« Une conversation », d’Annie Ernaux et Rose-Marie Lagrave, présenté par Sarah Hechler, Claire Mélot et Claire Tomasella, postface de Paul Pasquali, Editions de l’EHESS, « Audiographie », 140 p., 8,50 €.
Annie Ernaux et Rose-Marie Lagrave ne se sont connues que tardivement, dans un colloque consacré aux liens entre littérature et sciences sociales, à Paris, au début des années 2000. La première, future Prix Nobel de littérature, avait fait de la condition féminine un objet de littérature dès son premier roman, Les Armoires vides (Gallimard, 1974). La seconde, sociologue, directrice d’études à l’Ecole des hautes études en sciences sociales, s’apprêtait à fonder un des premiers masters consacrés aux études de genre en France.
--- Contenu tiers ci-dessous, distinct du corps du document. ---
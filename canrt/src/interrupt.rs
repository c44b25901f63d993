//! Foreground critical section
//!
//! Interrupt handlers mutate the bus queues at any time. Foreground code that reads or
//! mutates them takes an [`InterruptMutex`] first: the returned [`InterruptGuard`] keeps
//! interrupt delivery disabled until it is dropped, whatever path leaves the scope.
//!
//! Dropping the owning guard calls [`InterruptControl::enable`]. What that does is up to the
//! control: [`CriticalSectionControl`] restores the interrupt state saved when the guard was
//! taken, so a foreground lock taken with interrupts already masked leaves them masked on
//! drop. Taking the mutex again while a guard is alive yields a non-owning guard, so only the
//! outermost guard touches the control.
//!
//! Interrupt handlers do not use the mutex. Handlers of the runtime triggers share one
//! priority level and never nest.

use core::cell::Cell;
use core::marker::PhantomData;

/// Global interrupt mask of the platform
pub trait InterruptControl {
    /// Stops interrupt delivery.
    fn disable(&self);

    /// Resumes interrupt delivery.
    fn enable(&self);
}

/// Interrupt mask backed by the `critical-section` implementation of the target
///
/// On Cortex-M this is `cpsid i` / `cpsie i` with the usual restore logic, on a host it is
/// the `std` implementation of the crate.
pub struct CriticalSectionControl {
    restore: Cell<Option<critical_section::RestoreState>>,
}

impl CriticalSectionControl {
    pub const fn new() -> Self {
        Self {
            restore: Cell::new(None),
        }
    }
}

impl Default for CriticalSectionControl {
    fn default() -> Self {
        Self::new()
    }
}

impl InterruptControl for CriticalSectionControl {
    fn disable(&self) {
        // Safety: released by `enable`, InterruptMutex never calls `disable` twice in a row
        let restore = unsafe { critical_section::acquire() };
        let prev = self.restore.replace(Some(restore));
        assert!(prev.is_none());
    }

    fn enable(&self) {
        if let Some(restore) = self.restore.take() {
            // Safety: the state comes from the matching acquire
            unsafe { critical_section::release(restore) };
        }
    }
}

/// Foreground access lock for state shared with interrupt handlers
///
/// The mutex is owned by the foreground loop. It is neither `Sync` nor usable from an
/// interrupt handler.
pub struct InterruptMutex<I: InterruptControl> {
    control: I,
    locked: Cell<bool>,
}

impl<I: InterruptControl> InterruptMutex<I> {
    pub const fn new(control: I) -> Self {
        Self {
            control,
            locked: Cell::new(false),
        }
    }

    /// Disables interrupts until the returned guard is dropped.
    ///
    /// If a guard is already alive, interrupts stay disabled and the new guard does not
    /// enable them on drop.
    pub fn lock(&self) -> InterruptGuard<'_> {
        let owner = !self.locked.get();
        if owner {
            self.control.disable();
            self.locked.set(true);
        }
        InterruptGuard {
            control: &self.control,
            locked: &self.locked,
            owner,
            _not_send: PhantomData,
        }
    }

    /// Runs the closure with interrupts disabled.
    pub fn with<R>(&self, f: impl FnOnce(&InterruptGuard<'_>) -> R) -> R {
        let guard = self.lock();
        f(&guard)
    }

    pub fn is_locked(&self) -> bool {
        self.locked.get()
    }

    pub fn control(&self) -> &I {
        &self.control
    }
}

/// Proof that interrupt delivery is disabled
///
/// Bus operations that must not interleave with interrupt handlers take a reference to
/// a guard.
#[must_use = "interrupts are enabled again as soon as the guard is dropped"]
pub struct InterruptGuard<'a> {
    control: &'a dyn InterruptControl,
    locked: &'a Cell<bool>,
    owner: bool,
    // Interrupt state is per-core
    _not_send: PhantomData<*const ()>,
}

impl InterruptGuard<'_> {
    /// Whether dropping this guard enables interrupts
    pub fn is_owner(&self) -> bool {
        self.owner
    }
}

impl Drop for InterruptGuard<'_> {
    fn drop(&mut self) {
        if self.owner {
            self.locked.set(false);
            self.control.enable();
        }
    }
}

#[cfg(test)]
mod tests {
    extern crate std;
    use super::*;

    #[derive(Default)]
    struct CountingControl {
        enabled: Cell<bool>,
        disable_count: Cell<u32>,
        enable_count: Cell<u32>,
    }

    impl CountingControl {
        fn new() -> Self {
            Self {
                enabled: Cell::new(true),
                ..Default::default()
            }
        }
    }

    impl InterruptControl for CountingControl {
        fn disable(&self) {
            self.enabled.set(false);
            self.disable_count.set(self.disable_count.get() + 1);
        }

        fn enable(&self) {
            self.enabled.set(true);
            self.enable_count.set(self.enable_count.get() + 1);
        }
    }

    #[test]
    fn test_lock_scope() {
        let mutex = InterruptMutex::new(CountingControl::new());
        {
            let guard = mutex.lock();
            assert!(guard.is_owner());
            assert!(mutex.is_locked());
            assert!(!mutex.control().enabled.get());
        }
        assert!(!mutex.is_locked());
        assert!(mutex.control().enabled.get());
        assert_eq!(mutex.control().disable_count.get(), 1);
        assert_eq!(mutex.control().enable_count.get(), 1);
    }

    #[test]
    fn test_nested_lock() {
        let mutex = InterruptMutex::new(CountingControl::new());
        let outer = mutex.lock();
        {
            let inner = mutex.lock();
            assert!(!inner.is_owner());
        }
        // Inner guard must not enable interrupts
        assert!(!mutex.control().enabled.get());
        assert_eq!(mutex.control().enable_count.get(), 0);

        drop(outer);
        assert!(mutex.control().enabled.get());
        assert_eq!(mutex.control().disable_count.get(), 1);
        assert_eq!(mutex.control().enable_count.get(), 1);
    }

    #[test]
    fn test_early_return() {
        fn first_even(mutex: &InterruptMutex<CountingControl>, values: &[u32]) -> Option<u32> {
            let _guard = mutex.lock();
            for &value in values {
                if value % 2 == 0 {
                    return Some(value);
                }
            }
            None
        }

        let mutex = InterruptMutex::new(CountingControl::new());
        assert_eq!(first_even(&mutex, &[1, 4, 5]), Some(4));
        assert!(mutex.control().enabled.get());
        assert_eq!(mutex.control().enable_count.get(), 1);

        assert_eq!(first_even(&mutex, &[1, 3]), None);
        assert_eq!(mutex.control().disable_count.get(), 2);
        assert_eq!(mutex.control().enable_count.get(), 2);
    }

    #[test]
    fn test_error_propagation() {
        fn checked(mutex: &InterruptMutex<CountingControl>, value: Option<u8>) -> Result<u8, ()> {
            mutex.with(|_guard| -> Result<u8, ()> {
                let value = value.ok_or(())?;
                Ok(value + 1)
            })
        }

        let mutex = InterruptMutex::new(CountingControl::new());
        assert_eq!(checked(&mutex, None), Err(()));
        assert_eq!(checked(&mutex, Some(1)), Ok(2));
        assert!(mutex.control().enabled.get());
        assert_eq!(mutex.control().enable_count.get(), 2);
    }

    #[test]
    fn test_unwind() {
        let mutex = InterruptMutex::new(CountingControl::new());
        let result = std::panic::catch_unwind(std::panic::AssertUnwindSafe(|| {
            let _guard = mutex.lock();
            std::panic!("fault inside the critical section");
        }));
        assert!(result.is_err());
        assert!(!mutex.is_locked());
        assert!(mutex.control().enabled.get());
        assert_eq!(mutex.control().enable_count.get(), 1);
    }

    #[test]
    fn test_critical_section_control() {
        let mutex = InterruptMutex::new(CriticalSectionControl::new());
        mutex.with(|_| {
            // Nested sections of other users are fine
            critical_section::with(|_| {});
        });
        let _guard = mutex.lock();
    }
}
Cette rencontre était peu probable, tant le monde littéraire et la sociologie se fréquentent peu. Pourtant, c’est d’une « reconnaissance mutuelle » qu’il s’est agi entre elles lors de ce premier contact, comme le dit Annie Ernaux dans une formule singulière.
Cette reconnaissance, c’est évidemment celle des lieux et des événements qui ont contribué à leurs parcours respectifs : des origines en Normandie, un milieu familial modeste, l’école qui permet de s’en extraire, parfois au prix d’une grande violence symbolique, le poids quotidien du catholicisme, l’engagement féministe, la déception conjugale et le démariage. L’une et l’autre se remémorent et reconnaissent ensemble, au fil de la conversation engagée dans ce livre bref et saisissant, ces marques laissées par la société sur leur existence de femmes émancipées, nées à quelques années d’écart au milieu du XXe siècle.
La reconnaissance dont il s’agit ici est aussi celle des influences intellectuelles et des dettes réciproques entretenues par la littérature et les sciences sociales. On mesure, en effet, très finement, en lisant Une conversation, combien certaines lectures ont mis en mouvement ces deux femmes, chacune dans sa direction. Il s’agit de Simone de Beauvoir évidemment, mais aussi de Janine Brégeon, Germaine Greer, Claire Etcherelli ou Pierre Bourdieu, sur lequel elles portent toutes deux un regard plus positif que nombre de jeunes féministes.
Jeu de miroirs
Cette conversation met de fait en évidence la façon dont la sociologie critique de Bourdieu, son attention à la matérialité des structures sociales et de la mémoire notamment, a permis à Annie Ernaux de décrire ce qu’elle appelle, à propos de l’avortement, qui est l’objet de L’Evénement (Gallimard, 2000), l’« effarement du réel ». En retour, ses livres ont été, dès la parution des Armoires vides, des sources d’inspiration que Rose-Marie Lagrave décrit, dans un jeu de miroirs, comme des « boussoles non normatives » pour sa propre sociologie, ajoutant : « De livre en livre, je ne t’ai plus jamais lâchée. »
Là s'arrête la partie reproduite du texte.